On pins and needles: faith and acupuncture

On pins and needles: faith and acupuncture September 30, 2011

If you visit this blog regularly, you know that I believe in the authority of the Bible as the final voice regarding what God has to say about our world, where it came from, what’s wrong with it, where history is headed, and how humankind can be restored to God.  You know, too, that I believe in the uniqueness and centrality of Christ, and preach that He is indeed, the door, the way, the truth, and the life – the single door through which all must walk for eternal life.  I agree with my most conservative friends on all these things.

But I part ways with those same friends, sometimes, when it comes to an understanding of how we live these things out in the real world.  In my last post, I began a conversation which I’ll continue next week regarding creation, science, and how we read the first chapters of Genesis.  Today, I ponder another challenging issue, namely how Christ followers relate to the cultural practices of non-Christian cultures.  For example, today I visited my friend, the acupuncture doctor, for the 2nd day in a row.  This man, born and raised in China, lives and works very close to the church I pastor and has, in fact, visited a few times in the past.  We became friends, and as a result, I visited him five years ago when I had a stubborn cough that was slow to heal.  After two visits the cough was gone.

And yet, there are Christians who are concerned that somehow, visiting an acupuncture doctor will be spiritually damaging.

Last night, after my first visit to treat this cough, I slept through the night for the first time in nearly three weeks.  This morning I rose, had my coffee with God as usual, felt no disdain for Christ or the centrality of His work on the cross.  The only difference in my spirit this morning, compared with the previous twenty mornings?  I was well rested and hence more alert.

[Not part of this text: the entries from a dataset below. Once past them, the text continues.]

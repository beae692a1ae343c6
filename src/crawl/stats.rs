// src/crawl/stats.rs
//! Counters for the end-of-run summary.

use std::fmt;

/// What one crawl did.
#[derive(Debug, Clone, Default, PartialEq, Eq)]
pub struct CrawlStats {
    pub pages: usize,
    pub databases: usize,
    pub database_entries: usize,
    pub linked_databases_skipped: usize,
    pub text_lines: usize,
    pub error_markers: usize,
    /// Error markers caused by failures that might not recur on a later run.
    pub transient_failures: usize,
    pub already_processed: usize,
    pub unclassified_entries: usize,
    pub listing_requests: usize,
}

impl CrawlStats {
    /// Nodes that gained a header line this run.
    pub fn nodes_emitted(&self) -> usize {
        self.pages + self.databases
    }
}

impl fmt::Display for CrawlStats {
    fn fmt(&self, f: &mut fmt::Formatter<'_>) -> fmt::Result {
        writeln!(f, "Pages:                {}", self.pages)?;
        writeln!(f, "Databases:            {}", self.databases)?;
        writeln!(f, "Database entries:     {}", self.database_entries)?;
        writeln!(f, "Text lines:           {}", self.text_lines)?;
        writeln!(
            f,
            "Error markers:        {} ({} transient)",
            self.error_markers, self.transient_failures
        )?;
        writeln!(f, "Linked dbs skipped:   {}", self.linked_databases_skipped)?;
        writeln!(f, "Already processed:    {}", self.already_processed)?;
        writeln!(f, "Unclassified entries: {}", self.unclassified_entries)?;
        write!(f, "Listing requests:     {}", self.listing_requests)
    }
}
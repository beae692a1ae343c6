use serde::{Deserialize, Serialize};

/// One run of rich text. Only the parts the corpus needs are kept.
#[derive(Debug, Clone, PartialEq, Default, Serialize, Deserialize)]
pub struct RichTextItem {
    #[serde(default)]
    pub plain_text: String,
    #[serde(default)]
    pub href: Option<String>,
}

impl RichTextItem {
    pub fn plain(text: impl Into<String>) -> Self {
        Self {
            plain_text: text.into(),
            href: None,
        }
    }
}

/// Concatenates the plain text of every run, without separators.
pub fn plain_text(items: &[RichTextItem]) -> String {
    items.iter().map(|item| item.plain_text.as_str()).collect()
}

Discernment is important.  The centrality of Christ is critical and foundational for we who live in His name.  But this is different from presuming that all things western are baptized in God’s goodness, and all things from other places are inherently demonic (consider the length of this list, which blends overtly demonic practices with things like reading the Bible slowly) Over the years I’ve heard people tell me that worship music invoking drums is inherently demonic because animism is an issue in Africa.  I’ve heard people tell me that Yoga (but strangely, not Mixed Martial Arts) is a problem, because of it’s Eastern Origins.  It’s as if Democracy (in its reduction of ‘the best’ to the lowest common will of the people), Capitalism (in its survivalist mentality), Football (with all its violence) are all somehow OK, but things ‘not from USA’ are inherently tainted.  That kind of thinking isn’t discernment; it’s cultural imperialism.

In some cases the problem isn’t the thing, it’s what we bring to it, and what we make of it.  If a Yoga class is stretching for me, and on the inhale I quote Psalm 23:1, continuing to v.2 on the exhale, isn’t that true worship?  If I’m healed from affliction by the use of eastern medicine rather than western medicine, and give thanks to God, who is ultimately the source of all healing, does it matter if the means was needles rather than pharmaceuticals?

My conclusion is that these kinds of things fall into the category of I Corinthians 8, which declares that not everyone has the same kind of liberty to practice these things for various reasons – and as a result, we need to give each other grace and avoid judging, both those who abstain, and those who indulge, recognizing that its neither abstinence nor indulgence that ultimately matters.  What matters is Christ being formed in us – a point I’m eager to preach about this weekend after being silenced by that nasty cough most of last Sunday.

Enjoy your weekend… I’ll enjoy mine better for having been to the doctor.